Assignment: For the string "DeviceBridge", find every matching line in the records and copy it.

____________

//! The `adb` subprocess bridge.
//!
//! Each [`DeviceBridge`] call spawns one `adb` process and waits for it to
//! exit.  Arguments are passed straight to the executable, never through a
//! local shell; only the instruction after `shell` is interpreted, by the
//! device's own shell.
//!
//! | Operation        | Invocation                              |
//! |------------------|-----------------------------------------|
//! | `invoke`         | `adb [-s <id>] shell <instruction>`     |
//! | `invoke_list`    | `adb devices`                           |
//! | `connect`        | `adb connect <ip:port>`                 |
//! | `disconnect`     | `adb disconnect <id>`                   |
//! | `capture_frame`  | `adb [-s <id>] exec-out screencap -p`   |
//!
//! Children are spawned with `kill_on_drop`, so dropping a pending call (for
//! example when a capture loop is cancelled) also ends the process.

use std::process::Stdio;

use async_trait::async_trait;
use base64::engine::general_purpose::STANDARD as BASE64;
use base64::Engine;
use droid_remote_core::{parse_device_list, DeviceRecord};
use tokio::process::Command;
use tracing::debug;

use crate::application::bridge::{BridgeError, DeviceBridge};

/// Runs the `adb` executable at `program` (a path or a name on `PATH`).
#[derive(Debug, Clone)]
pub struct AdbBridge {
    program: String,
}

impl AdbBridge {
    pub fn new(program: impl Into<String>) -> Self {
        Self {
            program: program.into(),
        }
    }

    fn command(&self, device_id: Option<&str>) -> Command {
        let mut cmd = Command::new(&self.program);
        if let Some(id) = device_id {
            cmd.arg("-s").arg(id);
        }
        cmd.stdin(Stdio::null()).kill_on_drop(true);
        cmd
    }

    /// Runs `cmd` to completion and returns its stdout.
    async fn run(&self, mut cmd: Command) -> Result<Vec<u8>, BridgeError> {
        let output = cmd.output().await.map_err(|e| BridgeError::Spawn {
            program: self.program.clone(),
            reason: e.to_string(),
        })?;
        interpret(
            output.status.success(),
            output.status.code(),
            output.stdout,
            &output.stderr,
        )
    }

    async fn run_text(&self, cmd: Command) -> Result<String, BridgeError> {
        let stdout = self.run(cmd).await?;
        Ok(String::from_utf8_lossy(&stdout).into_owned())
    }
}

/// Applies the bridge's success rule: exit code zero and nothing on stderr.
fn interpret(
    success: bool,
    code: Option<i32>,
    stdout: Vec<u8>,
    stderr: &[u8],
) -> Result<Vec<u8>, BridgeError> {
    let diagnostic = String::from_utf8_lossy(stderr);
    let diagnostic = diagnostic.trim();
    if !diagnostic.is_empty() {
        return Err(BridgeError::Failed(diagnostic.to_string()));
    }
    if !success {
        let status = match code {
            Some(code) => format!("exited with status {code}"),
            None => "terminated by signal".to_string(),
        };
        return Err(BridgeError::Failed(status));
    }
    Ok(stdout)
}

#[async_trait]
impl DeviceBridge for AdbBridge {
    async fn invoke(&self, device_id: Option<&str>, instruction: &str) -> Result<String, BridgeError> {
        debug!(device = device_id.unwrap_or("default"), "adb shell");
        let mut cmd = self.command(device_id);
        cmd.arg("shell").arg(instruction);
        self.run_text(cmd).await
    }

    async fn invoke_list(&self) -> Result<Vec<DeviceRecord>, BridgeError> {
        let mut cmd = self.command(None);
        cmd.arg("devices");
        let output = self.run_text(cmd).await?;
        Ok(parse_device_list(&output))
    }

    async fn connect(&self, target: &str) -> Result<String, BridgeError> {
        let mut cmd = self.command(None);
        cmd.arg("connect").arg(target);
        self.run_text(cmd).await
    }

    async fn disconnect(&self, device_id: &str) -> Result<String, BridgeError> {
        let mut cmd = self.command(None);
        cmd.arg("disconnect").arg(device_id);
        self.run_text(cmd).await
    }

    async fn capture_frame(&self, device_id: Option<&str>, instruction: &str) -> Result<String, BridgeError> {
        // exec-out keeps the PNG bytes intact; `shell` would translate newlines
        // on some devices.
        let mut cmd = self.command(device_id);
        cmd.arg("exec-out").args(instruction.split_whitespace());
        let png = self.run(cmd).await?;
        Ok(BASE64.encode(png))
    }
}
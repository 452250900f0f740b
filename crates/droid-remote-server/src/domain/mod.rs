//! Domain layer for droid-remote-server.
//!
//! Pure types with no dependencies on I/O, networking, or the async runtime:
//!
//! - Message types (the JSON "language" between browser and server)
//! - Configuration structures

pub mod config;
pub mod messages;

pub use config::ServerConfig;
pub use messages::{ClientRequest, ServerEvent};
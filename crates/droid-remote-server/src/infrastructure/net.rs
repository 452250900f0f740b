//! Socket-level collaborators for the network scanner.

use std::net::{Ipv4Addr, SocketAddrV4};
use std::time::Duration;

use async_trait::async_trait;
use pnet::datalink;
use pnet::ipnetwork::IpNetwork;
use tokio::net::TcpStream;
use tokio::time::timeout;

use crate::application::scanner::{InterfaceSource, PortProber};

/// Probes with a plain TCP connect.  The stream is dropped (closed) as soon
/// as the attempt resolves.
#[derive(Debug, Clone, Copy, Default)]
pub struct TcpProber;

#[async_trait]
impl PortProber for TcpProber {
    async fn probe(&self, target: SocketAddrV4, limit: Duration) -> bool {
        matches!(timeout(limit, TcpStream::connect(target)).await, Ok(Ok(_)))
    }
}

/// Reads interface addresses from the operating system.
#[derive(Debug, Clone, Copy, Default)]
pub struct SystemInterfaces;

impl InterfaceSource for SystemInterfaces {
    fn ipv4_addresses(&self) -> Vec<Ipv4Addr> {
        datalink::interfaces()
            .into_iter()
            .filter(|iface| !iface.is_loopback())
            .flat_map(|iface| iface.ips)
            .filter_map(|ip| match ip {
                IpNetwork::V4(net) if !net.ip().is_loopback() => Some(net.ip()),
                _ => None,
            })
            .collect()
    }
}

____________

Answer area:
//! Each [`DeviceBridge`] call spawns one `adb` process and waits for it to
use crate::application::bridge::{BridgeError, DeviceBridge};
impl DeviceBridge for AdbBridge {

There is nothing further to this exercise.